Using Environmental Sustainability Certification to Differentiate

Environmental Sustainability
Environmental Sustainability

There is a 99% chance your business is a SME (small to mid-sized enterprise). It is a business with under 500 employees. When you add all the world's SMEs together, they employ 67% of the world's employed workforce. They run the world economy.

Now let's define 'Corporate Environmental Sustainability' We define it as "Maximize performance and return…without compromising the environment or future generations…via continuing improvement of awareness, health, operation and efficiency of the organization…and promotion of sustainability certification and performance achievements and successes to all internal and external stakeholders." – Edenark Group

what-is-sustainability

 

Turning back to your business, what does it need most?

Answer: According to studies, the #1 thing all businesses (no matter their size or where we are in an economic cycle) need is competitive differentiation – standing out from your peers and convincing the prospect to buy from you versus the other guy.

So, if all businesses have the same problem, do all businesses approach competitive differentiation the same way?

Answer: No. Although all companies suffer from the same problem – competitive differentiation / getting the consumer to buy from you versus the other guy. SMEs have a harder time with it. Big companies are marketing-centric. They have $$$'s to create branding and advertising. SMEs are more sales-centric and more dependent on face-to-face selling. They don't have big budgets, to create brand imagery.
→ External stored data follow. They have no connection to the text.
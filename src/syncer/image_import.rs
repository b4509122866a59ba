use crate::controller::Syncer;
use crate::credentials::NamespaceCredentials;
use crate::error::{Error, Result};
use crate::image_reference::ImageReference;
use crate::registry::{Location, Mirror, Resolver};
use crate::resources::{ImageImport, Tag};
use crate::store::SharedStore;
use async_trait::async_trait;
use kube::ResourceExt;
use tracing::{debug, info, warn};

/// Resolves (and optionally mirrors) the image of a single ImageImport and
/// records every attempt in its status.
pub struct ImageImportSyncer {
    imports: SharedStore<ImageImport>,
    tags: SharedStore<Tag>,
    credentials: NamespaceCredentials,
    resolver: Resolver,
    mirror: Option<Mirror>,
}

impl ImageImportSyncer {
    pub fn new(
        imports: SharedStore<ImageImport>,
        tags: SharedStore<Tag>,
        credentials: NamespaceCredentials,
        resolver: Resolver,
        mirror: Option<Mirror>,
    ) -> Self {
        Self {
            imports,
            tags,
            credentials,
            resolver,
            mirror,
        }
    }

    fn needs_inheritance(import: &ImageImport) -> bool {
        import.spec.mirror.is_none()
            || import.spec.insecure.is_none()
            || import.spec.from.is_empty()
            || import.spec.target_image.is_empty()
    }

    /// The owning Tag, if it still exists and is the one recorded as owner.
    async fn owner(&self, import: &ImageImport, namespace: &str) -> Result<Option<Tag>> {
        let Some(owner) = import.owner_image() else {
            return Ok(None);
        };
        match self.tags.get(namespace, &owner.name).await {
            Ok(tag) if import.is_owned_by(&tag) => Ok(Some(tag)),
            Ok(_) => Ok(None),
            Err(e) if e.is_not_found() => Ok(None),
            Err(e) => Err(e),
        }
    }

    /// Resolves the source to a digest and copies it to the mirror when
    /// requested. Returns the digest pinned reference consumers will use.
    async fn import(&self, import: &ImageImport, namespace: &str) -> Result<String> {
        let from = ImageReference::parse(&import.spec.from)?;
        let insecure = import.spec.insecure.unwrap_or(false);
        let credentials = self
            .credentials
            .for_registry(namespace, &from.registry)
            .await?;
        let (pinned, auth) = self
            .resolver
            .image_tag_hash(&from, &credentials, insecure)
            .await?;

        if !import.spec.mirror.unwrap_or(false) {
            return Ok(pinned.to_string());
        }
        let mirror = self.mirror.as_ref().ok_or(Error::MirrorNotConfigured)?;
        let copy = mirror
            .load(
                &Location::new(pinned, auth, insecure),
                namespace,
                &import.spec.target_image,
                &import.spec.generation.to_string(),
            )
            .await?;
        Ok(copy.to_string())
    }
}

#[async_trait]
impl Syncer<ImageImport> for ImageImportSyncer {
    async fn sync(&self, mut import: ImageImport) -> Result<()> {
        if import.is_terminal() {
            debug!("Import finished, nothing to do");
            return Ok(());
        }
        let namespace = import.namespace().ok_or_else(|| {
            Error::Invalid(format!("import {} has no namespace", import.name_any()))
        })?;
        let name = import.name_any();

        if Self::needs_inheritance(&import) {
            let Some(tag) = self.owner(&import, &namespace).await? else {
                debug!("Owning tag is gone, nothing to import");
                return Ok(());
            };
            import.inherit_values_from(&tag);
        }

        let outcome = self.import(&import, &namespace).await;
        match &outcome {
            Ok(reference) => {
                info!(reference = %reference, "Image imported");
                import.register_import_success(reference.clone());
            }
            Err(e) => {
                warn!(error = %e, attempts = import.failed_import_attempts() + 1, "Image import failed");
                import.register_import_failure(e);
            }
        }
        let status = serde_json::to_value(import.status.clone().unwrap_or_default())?;
        self.imports.patch_status(&namespace, &name, status).await?;

        match outcome {
            // retried with backoff until no attempts are left
            Err(e) if !import.is_terminal() => Err(e),
            _ => Ok(()),
        }
    }
}

#[cfg(test)]
mod tests {
    use super::*;
    use crate::credentials::RegistryAuth;
    use crate::registry::testing::FakeRegistry;
    use crate::resources::{ImportConditionType, MAX_IMPORT_ATTEMPTS};
    use crate::store::memory::MemoryStore;
    use crate::syncer::testing::tag;
    use k8s_openapi::api::core::v1::Secret;
    use std::sync::Arc;

    static DIGEST: &str = "sha256:3333333333333333333333333333333333333333333333333333333333333333";

    struct Fixture {
        imports: Arc<MemoryStore<ImageImport>>,
        registry: Arc<FakeRegistry>,
        syncer: ImageImportSyncer,
    }

    fn fixture(registry: FakeRegistry, mirror: bool) -> Fixture {
        let registry = Arc::new(registry);
        let imports = Arc::new(MemoryStore::new());
        let tags = Arc::new(MemoryStore::with([tag("app", 0, &[])]));
        let mirror = mirror.then(|| {
            Mirror::new(
                registry.clone(),
                "mirror.local",
                RegistryAuth::basic("tagger", "pw"),
                false,
            )
        });
        let credentials =
            NamespaceCredentials::new(Arc::new(MemoryStore::<Secret>::new()), mirror.clone());
        let syncer = ImageImportSyncer::new(
            imports.clone(),
            tags,
            credentials,
            Resolver::new(registry.clone()),
            mirror,
        );
        Fixture {
            imports,
            registry,
            syncer,
        }
    }

    fn stored_import(f: &Fixture, mirror: Option<bool>) -> ImageImport {
        let mut import = ImageImport::for_tag(&tag("app", 0, &[]));
        import.metadata.name = Some("app-00001".to_string());
        import.spec.mirror = mirror;
        f.imports.insert(import);
        f.imports.find("team", "app-00001").unwrap()
    }

    #[tokio::test]
    async fn test_successful_import() {
        let f = fixture(
            FakeRegistry::with_digest("quay.io/team/app:latest", DIGEST, RegistryAuth::Anonymous),
            false,
        );
        let import = stored_import(&f, Some(false));
        f.syncer.sync(import).await.unwrap();

        let stored = f.imports.find("team", "app-00001").unwrap();
        assert!(stored.already_imported());
        assert_eq!(stored.condition_type(), Some(ImportConditionType::ImageImported));
        let reference = stored.status.unwrap().hash_reference.unwrap();
        assert_eq!(reference.image_reference, format!("quay.io/team/app@{}", DIGEST));
        assert!(f.registry.copies.lock().unwrap().is_empty());
    }

    #[tokio::test]
    async fn test_mirrored_import() {
        let f = fixture(
            FakeRegistry::with_digest("quay.io/team/app:latest", DIGEST, RegistryAuth::Anonymous),
            true,
        );
        // unset mirror flag is inherited from the tag, so set it explicitly
        let import = stored_import(&f, Some(true));
        f.syncer.sync(import).await.unwrap();

        let stored = f.imports.find("team", "app-00001").unwrap();
        let reference = stored.status.unwrap().hash_reference.unwrap();
        assert_eq!(reference.image_reference, format!("mirror.local/team/app@{}", DIGEST));
        assert_eq!(
            f.registry.copies.lock().unwrap()[0].1,
            "mirror.local/team/app:0"
        );
    }

    #[tokio::test]
    async fn test_mirror_requested_without_mirror_fails() {
        let f = fixture(
            FakeRegistry::with_digest("quay.io/team/app:latest", DIGEST, RegistryAuth::Anonymous),
            false,
        );
        let import = stored_import(&f, Some(true));
        let result = f.syncer.sync(import).await;
        assert!(matches!(result, Err(Error::MirrorNotConfigured)));

        let stored = f.imports.find("team", "app-00001").unwrap();
        assert!(!stored.already_imported());
        assert_eq!(stored.failed_import_attempts(), 1);
        assert!(stored.status.unwrap().hash_reference.is_none());
        assert!(f.registry.copies.lock().unwrap().is_empty());
    }

    #[tokio::test]
    async fn test_failures_are_recorded_until_exhausted() {
        let f = fixture(FakeRegistry::default(), false);
        stored_import(&f, Some(false));

        for attempt in 1..=MAX_IMPORT_ATTEMPTS {
            let current = f.imports.find("team", "app-00001").unwrap();
            let result = f.syncer.sync(current).await;
            let stored = f.imports.find("team", "app-00001").unwrap();
            assert_eq!(stored.failed_import_attempts(), attempt);
            if attempt < MAX_IMPORT_ATTEMPTS {
                assert!(matches!(result, Err(Error::AllCredentialsFailed { .. })));
            } else {
                assert!(result.is_ok());
            }
        }

        let stored = f.imports.find("team", "app-00001").unwrap();
        assert_eq!(stored.condition_type(), Some(ImportConditionType::NoMoreAttempts));

        // no further attempt is made
        f.syncer.sync(stored).await.unwrap();
        let stored = f.imports.find("team", "app-00001").unwrap();
        assert_eq!(stored.failed_import_attempts(), MAX_IMPORT_ATTEMPTS);
        assert_eq!(
            f.registry.resolve_calls.lock().unwrap().len(),
            MAX_IMPORT_ATTEMPTS
        );
    }

    #[tokio::test]
    async fn test_missing_owner_is_noop() {
        let f = fixture(FakeRegistry::default(), false);
        let mut import = ImageImport::for_tag(&tag("gone", 0, &[]));
        import.metadata.name = Some("gone-00001".to_string());
        import.spec.mirror = None;
        f.imports.insert(import.clone());

        f.syncer.sync(import).await.unwrap();
        let stored = f.imports.find("team", "gone-00001").unwrap();
        assert_eq!(stored.failed_import_attempts(), 0);
        assert!(f.registry.resolve_calls.lock().unwrap().is_empty());
    }
}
Their 'brand' is typically individuals. They are far more dependent on personal interaction, face-to-face selling, pressing the flesh.

But what has the internet created…and Covid-19 accelerated?

Answer: The internet has created a platform for consumers to pre-review your company without your active input. Go/no decisions are being made based on perception of satisfaction of need. These decisions are being made before you can have a face-to-face. This was already occurring, but Covid accelerated it.

And what is the top thing consumers are looking for and that companies can differentiate by having?

Answer: Sustainability certification. Corporate sustainability searches are up 800%. 9 out of 10 consumers want you, a candidate for their business, to be certified sustainable; and 7 out of 10 will move their business from you to a certified sustainable company if they find one.

This translates to +$2 TRILLION in consumer spending LOOKING to move to certified sustainable companies.

So, why not put "We are sustainable" on your website?

Answer: It would do more damage than good. +70% of consumers disbelieve a company that makes claims that are not verified/certified by a legitimate 3rd party. Yet, +70% of all consumers believe a company that makes claims that are verified/certified by a legitimate 3rd party.

You want to be 'certified' sustainable to be believable.

This brings us to the obvious question of – How are certified sustainable SMEs that promote their certification as a differentiation tool performing against their non-certified competitive peers?

Answer: They are growing dramatically faster. Studies show +75% overall growth (some studies go as high as 700%); +67% investor ROI; +24% Net Income; +15% sales gains; +11% EBITDA for certified sustainable companies versus their non-certified competitive peers.

So, in summary, is Sustainability Certification worth considering?

Answer: Yes! If 9 out of 10 consumers want you to do it….it is a good thing…and you will differentiate and make more money…it might be worth checking out.

So now what?

There are over 400 sustainability certification programs in the world. What is right for your company?

Below are the eight components you should look for in a sustainability certification program.

1 – Employee Performance/Health Enhancement – Sustainability is not just about energy savings or Greening Up. It is about people, and how people grow and prosper in the environment, without destroying the environment. If a program, claiming to be a sustainability certification, does not have a 'people piece' that can quantify improvement in the performance and health of the employees of the business, it is not a true sustainability program. Every organization in the world suffers from the Big 5 – employee insomnia, stress, anxiety, physical pain, and mental acuity. Studies show the cost of the Big 5 to US organizations is $7,000 – $12,000 in lost sales per year, per full time employee. Similar studies have been conducted, with similar results, in Canada, Great Britain, Germany, Australia, Japan and France. Net, if you have 100 employees, you are losing $700,000 – $1,200,000 per year, due to employee insomnia, stress, anxiety, physical pain and mental acuity. It takes a lot of LED light bulbs to recover that loss. Net, we start with this point, as it typically has the biggest economic impact on an organization.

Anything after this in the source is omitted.